Our phallocratic shame

The video, which naturally has gone viral across the various social media platforms, comes shortly after the one-year anniversary of the ‘I Shall Not Forget Movement’, a noble initiative established to protect young women from older, male predators.

In the video, dozens of delirious louts can be seen pursuing, taunting and heckling the young woman, grabbing at her and at some point stripping her, while a particularly vociferous cameraman eggs them on.  What the frenzied louts fail to understand the entire time is that their behaviour is criminal and not the young woman’s choice of dress.

This is the Botswana we have become. A society so phallocratic that the open abuse of a young woman in public is taken as not only a sport, but something to share on social media and to gain ‘fame’ from. A sign of this decay in our society is the fact that a number of men on social media are defending the crazed mob and suggesting the young woman deserved it for wearing a short skirt! One particularly persistent commentator even suggested that the woman was ‘guilty’ of tempting perfectly innocent louts into an act of rape!

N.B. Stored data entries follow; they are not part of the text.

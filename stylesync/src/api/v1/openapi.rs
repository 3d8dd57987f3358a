use axum::Json;
use utoipa::OpenApi;
use utoipa_redoc::{Redoc, Servable};

use super::dto;
use super::handlers;
use super::response;

#[derive(OpenApi)]
#[openapi(
    info(
        title = "StyleSync API",
        version = "1.0.0",
        description = "AI fashion assistant. Photograph clothes, build a per-session wardrobe, and get outfit recommendations.",
    ),
    paths(
        handlers::health::health_check,
        handlers::sessions::create_session,
        handlers::sessions::get_session,
        handlers::sessions::delete_session,
        handlers::sessions::set_credential,
        handlers::items::analyze_item,
        handlers::items::list_items,
        handlers::items::get_item,
        handlers::items::wardrobe_stats,
        handlers::items::export_wardrobe,
        handlers::recommendations::recommend_outfit,
        handlers::recommendations::preference_options,
    ),
    components(schemas(
        // Response envelope
        response::ErrorCode,
        response::ApiError,
        // Domain records
        crate::models::ClothingItem,
        crate::models::WardrobeItem,
        crate::models::OutfitRecommendation,
        crate::services::WardrobeStats,
        crate::services::CategoryCount,
        crate::llm::CredentialSource,
        // Sessions
        dto::CreateSessionRequest,
        dto::CredentialRequest,
        dto::SessionResponse,
        dto::DeleteSessionResponse,
        // Wardrobe
        dto::ListItemsResponse,
        // Recommendations
        dto::RecommendationRequest,
        dto::RecommendationResponse,
        dto::PreferenceOptionsResponse,
        // Health (handler-local types)
        handlers::health::HealthData,
        handlers::health::LlmStatus,
    )),
    tags(
        (name = "health", description = "Health check"),
        (name = "sessions", description = "Session lifecycle and credential entry"),
        (name = "wardrobe", description = "Image analysis, wardrobe browsing, stats and export"),
        (name = "recommendations", description = "Outfit recommendations and preference options"),
    ),
)]
pub struct ApiDoc;

pub async fn openapi_json() -> Json<utoipa::openapi::OpenApi> {
    Json(ApiDoc::openapi())
}

pub fn redoc_router<S: Clone + Send + Sync + 'static>() -> axum::Router<S> {
    Redoc::with_url("/docs", ApiDoc::openapi()).into()
}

This is unfortunately the calibre of thinking many young and old men have become comfortable with, a view that reinforces their supposed sexual dominance and entitlement to the women of this country and their bodies.

Where historically men were the prime protectors of and providers for their families, many have devolved into entitled, egomaniacs bent on the use of their supposed superior social positions to demean women and in some cases, abuse them.

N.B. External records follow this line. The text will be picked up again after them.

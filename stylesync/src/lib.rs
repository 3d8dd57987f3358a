//! StyleSync: photograph clothes, build a wardrobe, get outfit ideas.
//!
//! A multimodal model turns each photo into a [`models::ClothingItem`]; items
//! accumulate in a per-session [`services::Wardrobe`]; the same model then
//! recommends outfits drawn from it. The HTTP API and embedded UI live in
//! [`api`].

pub mod api;
pub mod config;
pub mod error;
pub mod intelligence;
pub mod llm;
pub mod models;
pub mod services;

This state of affairs has been captured and normalised in social structures and constructs such as language, where hundreds of words exist for demeaning and disempowering young women in daily conversation and generally lowering their worth in society. In the workplace, retail shops, malls and other public places, it is commonplace to see a young man casually abuse a young woman through unwanted attention, uninvited physical attention and name-calling designed to establish a power relationship.

Behind closed doors in many homes, men are running riot on their partners, engaging in various forms of abuse such as spoken, physical, denial of affection, denial of financial support and alienation.

Elders, who are the cultural pillars of our society, often reinforce the abuse by advising young women to stick it out with their partners, while law enforcement only intervenes at the extreme end of the problem, often when abuse has gone on for too long or has gone too far.

We call upon the moral and cultural leaders amongst us to raise a national dialogue on this crisis and begin the healing and change needed for women to once more feel a part of this society.

 

Today’s thought 

“But think about how evil that is for one man to think that he’s actually more valuable than a woman, because as a human being your worth is immeasurable.”